> _The problem_:
Check every line of the entries below for the word "global". Then give the number of lines that have it, with nothing added.

== Data records

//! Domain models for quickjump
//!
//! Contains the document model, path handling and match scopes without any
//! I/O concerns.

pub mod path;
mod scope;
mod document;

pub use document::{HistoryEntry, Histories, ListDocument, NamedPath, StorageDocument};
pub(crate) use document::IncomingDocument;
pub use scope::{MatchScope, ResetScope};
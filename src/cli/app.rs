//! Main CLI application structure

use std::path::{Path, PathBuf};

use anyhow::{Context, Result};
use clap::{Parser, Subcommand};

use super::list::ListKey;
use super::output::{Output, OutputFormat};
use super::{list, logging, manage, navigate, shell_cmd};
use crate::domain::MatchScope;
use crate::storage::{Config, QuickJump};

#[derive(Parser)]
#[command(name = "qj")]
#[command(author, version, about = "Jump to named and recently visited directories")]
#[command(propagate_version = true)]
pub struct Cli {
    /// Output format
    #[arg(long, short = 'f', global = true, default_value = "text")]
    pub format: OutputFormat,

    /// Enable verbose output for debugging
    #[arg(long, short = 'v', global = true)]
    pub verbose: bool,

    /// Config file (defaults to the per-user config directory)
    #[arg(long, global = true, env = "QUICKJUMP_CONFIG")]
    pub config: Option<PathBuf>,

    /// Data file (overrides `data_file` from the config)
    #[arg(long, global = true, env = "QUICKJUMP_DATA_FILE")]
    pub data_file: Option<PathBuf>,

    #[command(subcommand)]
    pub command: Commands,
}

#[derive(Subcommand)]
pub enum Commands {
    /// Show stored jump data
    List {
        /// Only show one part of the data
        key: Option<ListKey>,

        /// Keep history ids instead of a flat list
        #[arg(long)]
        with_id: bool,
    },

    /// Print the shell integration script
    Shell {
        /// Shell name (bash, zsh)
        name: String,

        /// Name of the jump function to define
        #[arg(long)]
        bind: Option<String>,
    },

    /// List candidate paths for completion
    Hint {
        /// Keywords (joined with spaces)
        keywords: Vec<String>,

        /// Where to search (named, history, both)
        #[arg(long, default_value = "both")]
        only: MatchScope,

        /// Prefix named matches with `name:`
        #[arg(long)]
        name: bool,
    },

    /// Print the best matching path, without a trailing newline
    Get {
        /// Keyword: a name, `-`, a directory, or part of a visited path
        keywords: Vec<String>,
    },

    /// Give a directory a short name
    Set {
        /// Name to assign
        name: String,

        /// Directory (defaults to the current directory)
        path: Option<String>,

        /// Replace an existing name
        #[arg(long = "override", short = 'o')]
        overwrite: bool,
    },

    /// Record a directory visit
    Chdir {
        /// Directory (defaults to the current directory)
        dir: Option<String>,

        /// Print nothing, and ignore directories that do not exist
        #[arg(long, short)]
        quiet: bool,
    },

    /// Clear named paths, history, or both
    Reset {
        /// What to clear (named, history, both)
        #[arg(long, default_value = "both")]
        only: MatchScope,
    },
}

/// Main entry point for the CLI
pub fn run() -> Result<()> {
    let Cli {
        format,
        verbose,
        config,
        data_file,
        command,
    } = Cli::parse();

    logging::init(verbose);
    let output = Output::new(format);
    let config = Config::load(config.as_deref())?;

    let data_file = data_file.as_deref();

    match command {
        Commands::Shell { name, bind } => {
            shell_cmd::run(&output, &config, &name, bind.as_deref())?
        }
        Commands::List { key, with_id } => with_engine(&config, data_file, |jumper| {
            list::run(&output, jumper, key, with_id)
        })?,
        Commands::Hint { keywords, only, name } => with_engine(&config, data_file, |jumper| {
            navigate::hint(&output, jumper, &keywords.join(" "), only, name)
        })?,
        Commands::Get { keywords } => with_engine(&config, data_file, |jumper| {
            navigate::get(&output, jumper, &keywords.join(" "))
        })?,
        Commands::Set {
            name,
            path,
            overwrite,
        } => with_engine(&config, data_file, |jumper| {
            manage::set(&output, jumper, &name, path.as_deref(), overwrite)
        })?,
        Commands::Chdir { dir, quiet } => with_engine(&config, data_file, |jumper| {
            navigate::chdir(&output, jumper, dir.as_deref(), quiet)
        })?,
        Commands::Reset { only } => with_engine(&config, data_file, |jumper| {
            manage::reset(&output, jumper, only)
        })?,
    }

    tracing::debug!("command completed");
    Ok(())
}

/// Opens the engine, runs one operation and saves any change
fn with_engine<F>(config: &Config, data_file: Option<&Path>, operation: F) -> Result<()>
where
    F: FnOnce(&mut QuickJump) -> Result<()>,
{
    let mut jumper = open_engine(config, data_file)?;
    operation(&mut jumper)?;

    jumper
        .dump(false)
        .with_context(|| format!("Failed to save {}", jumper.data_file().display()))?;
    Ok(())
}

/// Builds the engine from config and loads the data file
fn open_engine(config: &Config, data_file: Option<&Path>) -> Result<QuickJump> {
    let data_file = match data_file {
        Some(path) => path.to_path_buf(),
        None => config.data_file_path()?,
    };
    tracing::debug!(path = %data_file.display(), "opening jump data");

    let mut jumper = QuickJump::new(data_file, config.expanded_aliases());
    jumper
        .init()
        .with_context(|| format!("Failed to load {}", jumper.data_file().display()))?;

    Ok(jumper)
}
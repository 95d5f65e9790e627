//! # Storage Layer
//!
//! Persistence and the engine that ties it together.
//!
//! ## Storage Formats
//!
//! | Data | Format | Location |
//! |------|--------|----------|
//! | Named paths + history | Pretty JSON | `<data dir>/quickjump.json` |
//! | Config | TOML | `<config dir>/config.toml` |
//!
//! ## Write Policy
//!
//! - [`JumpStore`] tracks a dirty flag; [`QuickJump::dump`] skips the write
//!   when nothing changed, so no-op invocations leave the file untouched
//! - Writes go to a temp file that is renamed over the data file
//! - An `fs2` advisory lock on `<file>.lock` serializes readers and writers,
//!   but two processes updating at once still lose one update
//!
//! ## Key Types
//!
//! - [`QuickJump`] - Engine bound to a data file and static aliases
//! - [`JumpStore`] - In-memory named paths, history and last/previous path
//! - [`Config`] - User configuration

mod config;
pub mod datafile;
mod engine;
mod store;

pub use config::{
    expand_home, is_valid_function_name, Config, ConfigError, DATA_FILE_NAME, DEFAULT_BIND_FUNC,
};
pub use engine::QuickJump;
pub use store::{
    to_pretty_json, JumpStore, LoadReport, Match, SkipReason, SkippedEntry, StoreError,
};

====

> _Answer to the problem_:
4